▸ **WHAT THE TASK ASKS**
In the entries below, find the string "records" and return each line holding it.

(Stored data)
■ ■ ■ ■ ■ ■ ■

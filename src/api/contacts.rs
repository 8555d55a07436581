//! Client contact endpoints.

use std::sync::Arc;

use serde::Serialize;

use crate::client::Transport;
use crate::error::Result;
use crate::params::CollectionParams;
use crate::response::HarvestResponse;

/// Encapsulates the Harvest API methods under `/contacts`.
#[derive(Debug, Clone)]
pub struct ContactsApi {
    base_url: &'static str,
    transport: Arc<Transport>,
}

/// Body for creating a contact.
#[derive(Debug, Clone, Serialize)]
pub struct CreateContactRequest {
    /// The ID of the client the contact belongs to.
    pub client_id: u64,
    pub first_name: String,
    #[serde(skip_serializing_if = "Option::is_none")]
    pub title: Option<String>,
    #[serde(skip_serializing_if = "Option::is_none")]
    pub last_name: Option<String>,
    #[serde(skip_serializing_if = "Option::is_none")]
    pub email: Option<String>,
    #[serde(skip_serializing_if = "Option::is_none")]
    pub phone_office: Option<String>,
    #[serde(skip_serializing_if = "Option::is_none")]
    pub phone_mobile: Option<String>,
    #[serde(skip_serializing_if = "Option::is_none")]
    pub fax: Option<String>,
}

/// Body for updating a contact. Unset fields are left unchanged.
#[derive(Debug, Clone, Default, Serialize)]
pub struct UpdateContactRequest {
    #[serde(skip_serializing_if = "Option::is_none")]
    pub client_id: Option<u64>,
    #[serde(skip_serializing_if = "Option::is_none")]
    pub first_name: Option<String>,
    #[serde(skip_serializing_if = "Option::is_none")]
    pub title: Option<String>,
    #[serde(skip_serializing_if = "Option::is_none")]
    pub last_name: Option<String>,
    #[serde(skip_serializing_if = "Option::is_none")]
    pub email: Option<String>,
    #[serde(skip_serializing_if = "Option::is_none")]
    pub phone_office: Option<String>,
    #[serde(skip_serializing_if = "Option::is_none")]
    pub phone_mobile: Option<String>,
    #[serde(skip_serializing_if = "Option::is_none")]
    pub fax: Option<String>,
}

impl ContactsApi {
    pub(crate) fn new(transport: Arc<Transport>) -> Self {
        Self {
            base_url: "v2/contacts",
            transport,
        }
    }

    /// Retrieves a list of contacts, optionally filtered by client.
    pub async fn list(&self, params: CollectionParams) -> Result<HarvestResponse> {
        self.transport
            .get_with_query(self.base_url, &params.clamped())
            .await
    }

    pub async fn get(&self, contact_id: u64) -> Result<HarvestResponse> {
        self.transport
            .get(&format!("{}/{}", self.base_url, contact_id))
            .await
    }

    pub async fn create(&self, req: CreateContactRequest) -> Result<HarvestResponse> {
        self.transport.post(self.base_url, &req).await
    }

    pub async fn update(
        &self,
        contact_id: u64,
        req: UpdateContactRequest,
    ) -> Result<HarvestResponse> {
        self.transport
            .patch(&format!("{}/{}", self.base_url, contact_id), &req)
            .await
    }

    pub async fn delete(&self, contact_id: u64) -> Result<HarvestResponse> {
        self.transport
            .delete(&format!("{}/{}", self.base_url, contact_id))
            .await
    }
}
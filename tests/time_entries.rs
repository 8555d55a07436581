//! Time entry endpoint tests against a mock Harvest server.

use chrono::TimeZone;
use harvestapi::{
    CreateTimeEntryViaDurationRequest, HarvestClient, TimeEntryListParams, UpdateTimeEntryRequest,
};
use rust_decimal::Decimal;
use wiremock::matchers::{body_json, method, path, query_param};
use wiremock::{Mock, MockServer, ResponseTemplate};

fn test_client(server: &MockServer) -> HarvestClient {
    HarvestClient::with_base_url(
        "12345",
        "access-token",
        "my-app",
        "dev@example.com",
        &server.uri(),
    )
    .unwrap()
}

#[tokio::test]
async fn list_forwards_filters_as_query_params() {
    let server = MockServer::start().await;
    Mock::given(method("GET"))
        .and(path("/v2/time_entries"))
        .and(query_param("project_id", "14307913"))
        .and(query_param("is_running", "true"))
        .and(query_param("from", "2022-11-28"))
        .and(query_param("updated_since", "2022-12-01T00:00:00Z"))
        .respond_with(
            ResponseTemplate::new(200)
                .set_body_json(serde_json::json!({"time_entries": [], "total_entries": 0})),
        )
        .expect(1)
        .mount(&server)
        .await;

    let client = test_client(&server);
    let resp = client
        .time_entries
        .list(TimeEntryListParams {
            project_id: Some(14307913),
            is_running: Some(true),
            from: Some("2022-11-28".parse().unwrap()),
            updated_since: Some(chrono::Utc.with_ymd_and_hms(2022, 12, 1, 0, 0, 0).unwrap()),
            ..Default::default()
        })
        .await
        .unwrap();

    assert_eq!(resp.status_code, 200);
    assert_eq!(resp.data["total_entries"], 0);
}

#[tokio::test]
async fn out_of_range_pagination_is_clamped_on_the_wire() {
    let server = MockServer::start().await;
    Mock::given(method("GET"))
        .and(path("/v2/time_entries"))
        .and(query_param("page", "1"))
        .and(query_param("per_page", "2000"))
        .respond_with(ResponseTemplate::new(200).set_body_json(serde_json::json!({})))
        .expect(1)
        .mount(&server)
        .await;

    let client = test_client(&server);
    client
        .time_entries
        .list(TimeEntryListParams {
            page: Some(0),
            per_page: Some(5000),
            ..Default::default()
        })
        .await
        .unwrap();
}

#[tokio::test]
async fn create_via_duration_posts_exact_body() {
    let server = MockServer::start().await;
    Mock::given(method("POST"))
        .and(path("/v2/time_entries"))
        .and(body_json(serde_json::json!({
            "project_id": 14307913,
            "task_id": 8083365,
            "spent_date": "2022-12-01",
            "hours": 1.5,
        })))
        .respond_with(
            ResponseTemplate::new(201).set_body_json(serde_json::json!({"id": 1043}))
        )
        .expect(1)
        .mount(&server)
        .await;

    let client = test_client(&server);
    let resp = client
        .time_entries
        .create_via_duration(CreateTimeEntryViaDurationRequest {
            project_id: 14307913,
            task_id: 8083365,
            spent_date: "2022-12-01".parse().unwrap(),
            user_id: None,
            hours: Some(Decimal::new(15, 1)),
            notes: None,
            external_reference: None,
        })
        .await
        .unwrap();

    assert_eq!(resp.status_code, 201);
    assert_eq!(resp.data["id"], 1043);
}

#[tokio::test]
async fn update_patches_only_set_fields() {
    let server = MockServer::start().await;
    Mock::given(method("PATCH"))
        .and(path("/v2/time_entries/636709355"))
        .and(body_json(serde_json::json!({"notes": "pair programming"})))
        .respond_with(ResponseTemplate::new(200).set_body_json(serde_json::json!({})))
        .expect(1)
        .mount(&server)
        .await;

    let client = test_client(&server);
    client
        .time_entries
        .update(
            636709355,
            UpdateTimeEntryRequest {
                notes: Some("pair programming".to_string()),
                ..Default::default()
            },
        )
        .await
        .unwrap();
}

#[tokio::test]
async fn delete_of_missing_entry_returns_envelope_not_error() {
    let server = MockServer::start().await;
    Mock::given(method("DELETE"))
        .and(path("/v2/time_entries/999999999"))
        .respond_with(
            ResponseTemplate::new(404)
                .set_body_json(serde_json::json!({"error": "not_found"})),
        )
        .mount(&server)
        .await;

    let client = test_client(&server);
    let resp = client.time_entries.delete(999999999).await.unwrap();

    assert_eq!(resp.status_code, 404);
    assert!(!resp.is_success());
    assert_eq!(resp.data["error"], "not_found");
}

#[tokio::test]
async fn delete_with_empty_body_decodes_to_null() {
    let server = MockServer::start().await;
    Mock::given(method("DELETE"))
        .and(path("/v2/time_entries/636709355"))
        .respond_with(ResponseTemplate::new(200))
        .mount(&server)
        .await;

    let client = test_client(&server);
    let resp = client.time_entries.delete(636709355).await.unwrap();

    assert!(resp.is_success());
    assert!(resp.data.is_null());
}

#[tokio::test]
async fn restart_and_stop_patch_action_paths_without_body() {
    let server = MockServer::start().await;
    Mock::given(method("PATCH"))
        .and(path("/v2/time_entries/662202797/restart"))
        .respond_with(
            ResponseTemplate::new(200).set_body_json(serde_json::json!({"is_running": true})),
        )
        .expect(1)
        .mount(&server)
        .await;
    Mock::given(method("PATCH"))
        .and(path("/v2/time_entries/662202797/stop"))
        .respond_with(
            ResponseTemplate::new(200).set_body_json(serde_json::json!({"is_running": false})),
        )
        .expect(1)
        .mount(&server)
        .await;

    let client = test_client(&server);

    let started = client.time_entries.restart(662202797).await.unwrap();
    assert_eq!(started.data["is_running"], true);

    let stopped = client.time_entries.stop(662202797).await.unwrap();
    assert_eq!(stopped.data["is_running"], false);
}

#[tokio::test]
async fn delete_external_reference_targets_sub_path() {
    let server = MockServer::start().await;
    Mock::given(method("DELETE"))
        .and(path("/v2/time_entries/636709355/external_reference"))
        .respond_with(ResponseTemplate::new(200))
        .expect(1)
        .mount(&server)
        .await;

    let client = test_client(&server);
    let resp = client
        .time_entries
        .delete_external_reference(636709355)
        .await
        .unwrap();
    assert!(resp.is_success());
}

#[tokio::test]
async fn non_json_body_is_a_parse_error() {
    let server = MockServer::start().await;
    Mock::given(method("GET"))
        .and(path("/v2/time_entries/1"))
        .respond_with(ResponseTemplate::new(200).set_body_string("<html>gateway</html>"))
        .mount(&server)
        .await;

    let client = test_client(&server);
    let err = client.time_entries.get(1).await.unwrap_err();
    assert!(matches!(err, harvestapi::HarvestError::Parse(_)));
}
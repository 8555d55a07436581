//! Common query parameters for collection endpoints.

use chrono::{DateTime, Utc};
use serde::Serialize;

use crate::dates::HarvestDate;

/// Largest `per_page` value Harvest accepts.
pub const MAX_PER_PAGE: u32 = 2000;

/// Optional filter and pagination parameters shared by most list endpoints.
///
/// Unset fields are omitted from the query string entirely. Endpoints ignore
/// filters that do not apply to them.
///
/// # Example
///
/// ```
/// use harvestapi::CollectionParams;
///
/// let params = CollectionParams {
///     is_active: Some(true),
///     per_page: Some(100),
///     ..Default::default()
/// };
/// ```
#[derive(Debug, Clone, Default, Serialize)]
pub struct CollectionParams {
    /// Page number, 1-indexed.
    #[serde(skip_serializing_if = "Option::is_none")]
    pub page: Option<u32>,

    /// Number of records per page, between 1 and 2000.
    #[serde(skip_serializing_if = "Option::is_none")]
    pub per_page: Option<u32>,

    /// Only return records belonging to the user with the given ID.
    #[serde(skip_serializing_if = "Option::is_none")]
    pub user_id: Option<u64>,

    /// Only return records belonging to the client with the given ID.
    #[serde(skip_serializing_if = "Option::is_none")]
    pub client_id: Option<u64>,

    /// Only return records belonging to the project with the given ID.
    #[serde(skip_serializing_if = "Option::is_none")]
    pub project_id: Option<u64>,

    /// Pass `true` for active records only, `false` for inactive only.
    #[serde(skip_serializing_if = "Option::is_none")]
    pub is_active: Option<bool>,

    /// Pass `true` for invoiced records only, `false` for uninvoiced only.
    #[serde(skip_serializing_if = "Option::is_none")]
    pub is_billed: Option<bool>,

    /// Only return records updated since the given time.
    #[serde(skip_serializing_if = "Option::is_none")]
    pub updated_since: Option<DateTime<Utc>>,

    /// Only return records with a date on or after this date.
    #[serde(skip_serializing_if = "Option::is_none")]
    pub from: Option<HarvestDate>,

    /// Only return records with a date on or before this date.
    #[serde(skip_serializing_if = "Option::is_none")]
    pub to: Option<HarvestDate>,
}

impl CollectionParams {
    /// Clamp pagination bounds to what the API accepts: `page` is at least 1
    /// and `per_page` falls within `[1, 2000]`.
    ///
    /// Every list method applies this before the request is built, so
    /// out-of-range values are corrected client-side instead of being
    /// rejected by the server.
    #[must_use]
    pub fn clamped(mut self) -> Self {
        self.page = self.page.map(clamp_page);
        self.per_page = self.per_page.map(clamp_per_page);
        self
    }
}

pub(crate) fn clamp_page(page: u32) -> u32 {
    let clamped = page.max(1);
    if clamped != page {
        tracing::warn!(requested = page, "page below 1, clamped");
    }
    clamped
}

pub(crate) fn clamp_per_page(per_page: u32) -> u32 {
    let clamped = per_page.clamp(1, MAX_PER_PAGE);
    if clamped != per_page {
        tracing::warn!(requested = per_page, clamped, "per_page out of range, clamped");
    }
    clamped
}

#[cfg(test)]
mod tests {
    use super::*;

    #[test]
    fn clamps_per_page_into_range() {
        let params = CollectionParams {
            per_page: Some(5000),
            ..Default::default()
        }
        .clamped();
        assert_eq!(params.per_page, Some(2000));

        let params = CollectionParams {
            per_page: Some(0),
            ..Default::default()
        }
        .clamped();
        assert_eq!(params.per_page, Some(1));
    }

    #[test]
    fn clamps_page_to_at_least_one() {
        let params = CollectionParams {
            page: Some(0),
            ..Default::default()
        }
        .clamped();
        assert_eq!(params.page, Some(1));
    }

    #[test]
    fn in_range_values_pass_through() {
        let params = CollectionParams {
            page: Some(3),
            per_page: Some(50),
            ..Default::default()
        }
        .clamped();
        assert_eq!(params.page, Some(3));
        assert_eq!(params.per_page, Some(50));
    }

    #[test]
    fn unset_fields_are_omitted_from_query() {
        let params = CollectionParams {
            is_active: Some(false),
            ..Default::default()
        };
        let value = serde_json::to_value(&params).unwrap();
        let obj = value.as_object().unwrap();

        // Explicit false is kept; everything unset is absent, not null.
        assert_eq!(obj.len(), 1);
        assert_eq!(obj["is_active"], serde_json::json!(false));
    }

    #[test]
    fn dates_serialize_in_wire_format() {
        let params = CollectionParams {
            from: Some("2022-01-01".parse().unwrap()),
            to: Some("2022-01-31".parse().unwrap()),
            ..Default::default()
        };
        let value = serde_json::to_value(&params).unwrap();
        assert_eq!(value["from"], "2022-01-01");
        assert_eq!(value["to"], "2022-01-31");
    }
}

■ ■ ■ ■ ■ ■ ■

▸ **EXERCISE RESPONSE**
    /// Number of records per page, between 1 and 2000.
    /// Only return records belonging to the user with the given ID.
    /// Only return records belonging to the client with the given ID.
    /// Only return records belonging to the project with the given ID.
    /// Pass `true` for active records only, `false` for inactive only.
    /// Pass `true` for invoiced records only, `false` for uninvoiced only.
    /// Only return records updated since the given time.
    /// Only return records with a date on or after this date.
    /// Only return records with a date on or before this date.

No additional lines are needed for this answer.